Why Will Healthcare be the Industry that Benefits the Most from AI?

Julie Yoo

The leapfrog opportunity in healthcare AI

The healthcare industry has been a severe laggard in the adoption of tech (software in particular): it has consistently spent less than half on IT/software spend as a percentage of revenue versus peer industries, and workflows are primarily dominated by manual processes and legacy tools like faxes and phone calls. You don’t see anything close to the equivalent of the likes of Salesforce, Slack, JIRA, Notion dominating the app layer in the way workers do their jobs, as you do in other industries.

Whereas we historically have viewed the low adoption of software as a liability, we now view that as an asset—we don’t face the same sunk cost bias that might be slowing other industries down from taking full advantage of the latest AI innovations. Other industries have spent hundreds of billions on enterprise software apps and are now faced with the decision of whether to rip those last-gen tools out and effectively spend additional billions on the modern AI tools that are now emerging.

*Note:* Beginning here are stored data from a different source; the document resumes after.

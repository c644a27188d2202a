//! Scripted sessions
//!
//! A script is a list of steps separated by whitespace or commas:
//!
//! | Step | Effect |
//! |------|--------|
//! | `nav:<route>` | navigate to `counter`, `signup` or `clock` |
//! | `click:<id>` | click element `id` |
//! | `input:<id>=<value>` | type `value` into element `id` |
//! | `wait:<ms>` | advance the host clock |

use crate::error::ScriptError;
use crate::shell::{self, Route, Shell, ShellMsg};
use capsule_core::{Html, Runtime, RuntimeConfig};
use std::fmt;
use std::time::Duration;

/// Script run when none is given on the command line.
pub const DEFAULT_SCRIPT: &str = "click:inc click:later wait:1000 nav:signup \
     input:name=Al input:age=30 click:submit nav:counter wait:1000 nav:clock wait:2000";

/// One scripted user action.
#[derive(Debug, Clone, PartialEq, Eq)]
pub enum Step {
    /// Navigate to a route
    Nav(Route),
    /// Click an element
    Click(String),
    /// Type into an element
    Input {
        /// Element id
        id: String,
        /// New value
        value: String,
    },
    /// Advance the host clock
    Wait(Duration),
}

impl fmt::Display for Step {
    fn fmt(&self, f: &mut fmt::Formatter<'_>) -> fmt::Result {
        match self {
            Step::Nav(route) => write!(f, "nav:{route}"),
            Step::Click(id) => write!(f, "click:{id}"),
            Step::Input { id, value } => write!(f, "input:{id}={value}"),
            Step::Wait(delay) => write!(f, "wait:{}", delay.as_millis()),
        }
    }
}

impl Step {
    /// Parse a single step.
    pub fn parse(text: &str) -> Result<Self, ScriptError> {
        let (kind, arg) = text
            .split_once(':')
            .ok_or_else(|| ScriptError::malformed(text))?;
        match kind {
            "nav" => arg
                .parse()
                .map(Step::Nav)
                .map_err(ScriptError::unknown_route),
            "click" if !arg.is_empty() => Ok(Step::Click(arg.to_string())),
            "input" => {
                let (id, value) = arg
                    .split_once('=')
                    .ok_or_else(|| ScriptError::malformed(text))?;
                Ok(Step::Input {
                    id: id.to_string(),
                    value: value.to_string(),
                })
            }
            "wait" => arg
                .parse()
                .map(|ms| Step::Wait(Duration::from_millis(ms)))
                .map_err(|_| ScriptError::invalid_wait(arg)),
            "click" => Err(ScriptError::malformed(text)),
            other => Err(ScriptError::unknown_step(other)),
        }
    }
}

/// Parse a whole script.
pub fn parse(script: &str) -> Result<Vec<Step>, ScriptError> {
    script
        .split(|c: char| c.is_whitespace() || c == ',')
        .filter(|step| !step.is_empty())
        .map(Step::parse)
        .collect()
}

/// A running shell driven step by step.
pub struct Session {
    runtime: Runtime<(), Shell, ShellMsg>,
}

impl Session {
    /// Start the shell with `config`.
    pub fn start(config: RuntimeConfig) -> Result<Self, ScriptError> {
        let mut runtime = Runtime::start(shell::program(), (), config);
        runtime
            .run_until_idle()
            .map_err(|e| ScriptError::runtime("start", e))?;
        Ok(Self { runtime })
    }

    /// Execute one step, returning the number of messages it processed.
    pub fn apply(&mut self, step: &Step) -> Result<usize, ScriptError> {
        let result = match step {
            Step::Nav(route) => self.runtime.send(ShellMsg::Navigate(*route)),
            Step::Click(id) => self.runtime.click(id),
            Step::Input { id, value } => self.runtime.input(id, value),
            Step::Wait(delay) => self.runtime.advance(*delay),
        };
        let processed = result.map_err(|e| ScriptError::runtime(step, e))?;
        tracing::debug!(%step, processed, now = ?self.runtime.now(), "step applied");
        Ok(processed)
    }

    /// The shell's current state.
    pub fn shell(&self) -> &Shell {
        self.runtime.model()
    }

    /// The shell's current view.
    pub fn view(&self) -> Html<ShellMsg> {
        self.runtime.view()
    }

    /// Current view as markup.
    pub fn render(&self) -> String {
        self.view().render()
    }
}
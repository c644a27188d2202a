//! Emitters reporting to a parent running in the host loop

use assert_matches::assert_matches;
use capsule::{Emitter, EmitterInit, EmitterMsg};
use capsule_core::{Html, Program, Runtime, RuntimeConfig, RuntimeError};
use capsule_testkit::fixtures::signup::{self, FormMsg, User};
use capsule_testkit::{assert_absorbed, click, input};
use std::time::Duration;

#[derive(Clone)]
struct Registry {
    form: Emitter<RegistryMsg>,
    init: EmitterInit<(), RegistryMsg>,
    users: Vec<User>,
}

#[derive(Debug)]
enum RegistryMsg {
    Form(EmitterMsg<RegistryMsg>),
    UserSubmitted(User),
    Reset,
}

fn signup_emitter() -> EmitterInit<(), RegistryMsg> {
    Emitter::element(signup::program(), signup::submitted, RegistryMsg::UserSubmitted)
}

fn registry() -> Program<(), Registry, RegistryMsg> {
    Program::element(
        |()| {
            let init = signup_emitter();
            let (form, cmd) = init.init(());
            let registry = Registry {
                form,
                init,
                users: Vec::new(),
            };
            (registry, cmd.map(RegistryMsg::Form))
        },
        |msg, mut registry| match msg {
            RegistryMsg::Form(msg) => {
                let (form, cmd) = registry.form.update(msg, RegistryMsg::Form);
                registry.form = form;
                (registry, cmd)
            }
            RegistryMsg::UserSubmitted(user) => {
                registry.users.push(user);
                (registry, capsule_core::Cmd::none())
            }
            RegistryMsg::Reset => {
                let (form, cmd) = registry.init.init(());
                registry.form = form;
                (registry, cmd.map(RegistryMsg::Form))
            }
        },
        |registry| {
            Html::element("main")
                .child(registry.form.view(RegistryMsg::Form))
                .child(Html::text(format!("{} users", registry.users.len())))
                .into()
        },
        |registry| registry.form.subscriptions(RegistryMsg::Form),
    )
}

fn al() -> User {
    User {
        name: "Al".into(),
        age: 30,
    }
}

#[test]
fn submit_emits_the_user_exactly_once() {
    let mut runtime = Runtime::start(registry(), (), RuntimeConfig::default());
    runtime.input(signup::NAME, "Al").unwrap();
    runtime.input(signup::AGE, "30").unwrap();

    let steps = runtime.click(signup::SUBMIT).unwrap();
    assert_eq!(steps, 2, "form step plus the delivered emission");
    assert_eq!(runtime.model().users, vec![al()]);
    assert!(runtime.is_idle());

    // Nothing left behind that could submit again.
    assert_eq!(runtime.advance(Duration::from_secs(5)).unwrap(), 0);
    assert_eq!(runtime.model().users, vec![al()]);
}

#[test]
fn emission_arrives_on_the_next_tick() {
    let mut runtime = Runtime::start(registry(), (), RuntimeConfig::default());
    let submit = click(&runtime.view(), signup::SUBMIT);
    runtime.enqueue(submit);
    runtime.enqueue(RegistryMsg::Reset);
    runtime.run_until_idle().unwrap();

    // Reset was queued before the emission, so it ran first.
    assert_eq!(runtime.processed(), 3);
    assert_eq!(runtime.model().users.len(), 1);
}

#[test]
fn bare_form_resubmits_until_the_budget() {
    let config = RuntimeConfig::default().with_max_steps_per_drain(50);
    let mut runtime = Runtime::start(signup::program(), (), config);
    let err = runtime.click(signup::SUBMIT).unwrap_err();
    assert_matches!(err, RuntimeError::StepBudgetExceeded { limit: 50 });
    assert!(!runtime.is_idle());
}

#[test]
fn emission_survives_a_reset() {
    let mut runtime = Runtime::start(registry(), (), RuntimeConfig::default());
    runtime.input(signup::NAME, "Al").unwrap();
    runtime.input(signup::AGE, "30").unwrap();
    let stale_submit = click(&runtime.view(), signup::SUBMIT);

    runtime.send(RegistryMsg::Reset).unwrap();
    let fresh = runtime.model().form.clone();
    runtime.send(stale_submit).unwrap();

    assert!(runtime.model().form.ptr_eq(&fresh));
    assert_eq!(runtime.model().users, vec![al()]);
}

#[test]
fn stale_edit_is_ignored_after_reset() {
    let mut runtime = Runtime::start(registry(), (), RuntimeConfig::default());
    let stale_edit = input(&runtime.view(), signup::NAME, "late");
    runtime.send(RegistryMsg::Reset).unwrap();
    let fresh = runtime.model().form.clone();

    runtime.send(stale_edit).unwrap();
    assert!(runtime.model().form.ptr_eq(&fresh));
    assert!(runtime.model().users.is_empty());
}

#[test]
fn step_reports_emission_without_scheduling_it() {
    let (form, _) = signup_emitter().init(());
    let form = form
        .step(input(&form.view(|m| m), signup::NAME, "Al"))
        .emitter;
    let form = form
        .step(input(&form.view(|m| m), signup::AGE, "30"))
        .emitter;

    let step = form.step(click(&form.view(|m| m), signup::SUBMIT));
    assert_matches!(step.emitted, Some(RegistryMsg::UserSubmitted(ref user)) if *user == al());
    assert!(step.cmd.is_none());
    assert_eq!(step.emitter.generation(), form.generation());
}

#[test]
fn emitter_for_empty_slot_drops_foreign_messages() {
    let (form, _) = signup_emitter().init(());
    let edit = input(&form.view(|m| m), signup::NAME, "x");
    let empty: Emitter<RegistryMsg> = Emitter::empty();
    let (after, cmd) = empty.update(edit, RegistryMsg::Form);
    assert_absorbed!(empty, after, cmd);
}

#[test]
fn router_sees_raw_child_messages() {
    let seen = std::rc::Rc::new(std::cell::RefCell::new(Vec::new()));
    let log = std::rc::Rc::clone(&seen);
    let init: EmitterInit<(), RegistryMsg> = Emitter::element(
        signup::program(),
        move |msg: &FormMsg| {
            log.borrow_mut().push(msg.clone());
            None::<User>
        },
        RegistryMsg::UserSubmitted,
    );
    let (form, _) = init.init(());
    let _ = form.step(input(&form.view(|m| m), signup::NAME, "Bo"));
    assert_eq!(*seen.borrow(), vec![FormMsg::Name("Bo".into())]);
}
//! Clock page, ticking once a second while mounted

use capsule_core::{Cmd, Html, Program, Sub};
use std::time::Duration;

const TICK: Duration = Duration::from_secs(1);

/// Tick carrying the host time.
#[derive(Debug, Clone)]
pub struct Msg(Duration);

/// Clock counting the seconds since it was mounted.
pub fn program() -> Program<(), u64, Msg> {
    Program::element(
        |()| (0, Cmd::none()),
        |Msg(_now), seconds| (seconds + 1, Cmd::none()),
        |seconds| {
            Html::element("p")
                .attr("class", "clock")
                .child(Html::text(format!("{seconds}s on this page")))
                .into()
        },
        |_| Sub::every(TICK, Msg),
    )
}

In healthcare, the question is simply—should I throw more bodies and fax machines at the problem, or should I jump to adopt AI without the baggage of last-generation workflow apps getting in my way?

Scaling supply to meet demand

Healthcare is dealing with the mother of all staffing crises—we’re short over 100,000 doctors and nurses relative to the level of (rapidly growing) demand for clinical services that is projected in the next 5 years. Medical care is only getting more and more complex—the steady beat of breakthroughs in diagnostics, continuous monitoring, and miracle drugs means clinicians are dealing with increasing information overload. They need new tools to be able to synthesize highly complex data sets, in real-time, at the point of care, to inform highly consequential decisions about how to manage populations of patients who are living longer with more complex diseases and behavioral issues.

The scarcest asset in healthcare is clinical judgment, which today only exists in the form of human doctors and nurses. So one of the most profound challenges we face in healthcare is how to scale clinical judgment beyond the clinicians we have, and beyond the walls of the hospitals and doctors’ offices we have, to make it accessible to all who need it, when they need it. Relatedly, for the doctors and nurses we DO have in the system, how do we ensure each one of them can perform at the same level of exceptional performance as the best of their peers in the world?

Administrative AI for automating the backend of healthcare is critical for reducing the overhead of care delivery against these goals. Clinical AI products are also uniquely positioned to address these opportunities—though they are amongst the hardest types of products to build, because of the high stakes nature of what they do, and the high stakes nature of the environments into which they must be embedded and adopted.

Regulatory rails for clinical AI

Along those lines, another reason healthcare is one of the industries best poised to take advantage of AI is that it already has well-established regulatory rails for approving AI products for use in the real-world clinical setting. The FDA has already approved hundreds of clinical AI products for use in the wild, and is developing frameworks for upgrading those processes to address the latest innovations in ML and generative AI.

The rite of passage that these regulatory processes represent mean that only the companies with the most clinically rigorous products and development methodologies will make it to market, which in turns means there’s a higher barrier to entry, but also a stronger moat for those that make it through.

The size of the prize

When describing the opportunity for tech in healthcare, everyone always talks about how it’s a massive $4 trillion+ industry. But the vast majority of that $4 trillion is services (human labor) spend, not tech spend; and per the earlier point, it’s been very hard for enterprise software companies to penetrate that morass and capture much value in that overall pie (IT budgets are only 3.5% of revenue in healthcare, which is less than half of what it is in the financial services industry).

But now, AI tools are getting good enough (and evolving rapidly enough) that organizations may view them more as “AI staff” than as software products. We’re not just talking about disrupting the market of enterprise software, which is on the order of tens of billions of dollars, but we’re talking about disrupting the market of services, which is on the order of trillions. So in that sense, the scale of opportunity is 1-2 orders of magnitude larger than historical software opportunities, which is reflected in the quantum of capital and valuations going into companies executing this strategy.

So whether you’re building a challenger clinic, an infrastructure company that is rebuilding the guts of how our healthcare system operates, or a new type of payment model or insurance—we believe there has been no better time to start a company in this space than now, and not the least because of the tectonic shift that AI represents in how companies can be built, scaled, and brought to market in healthcare.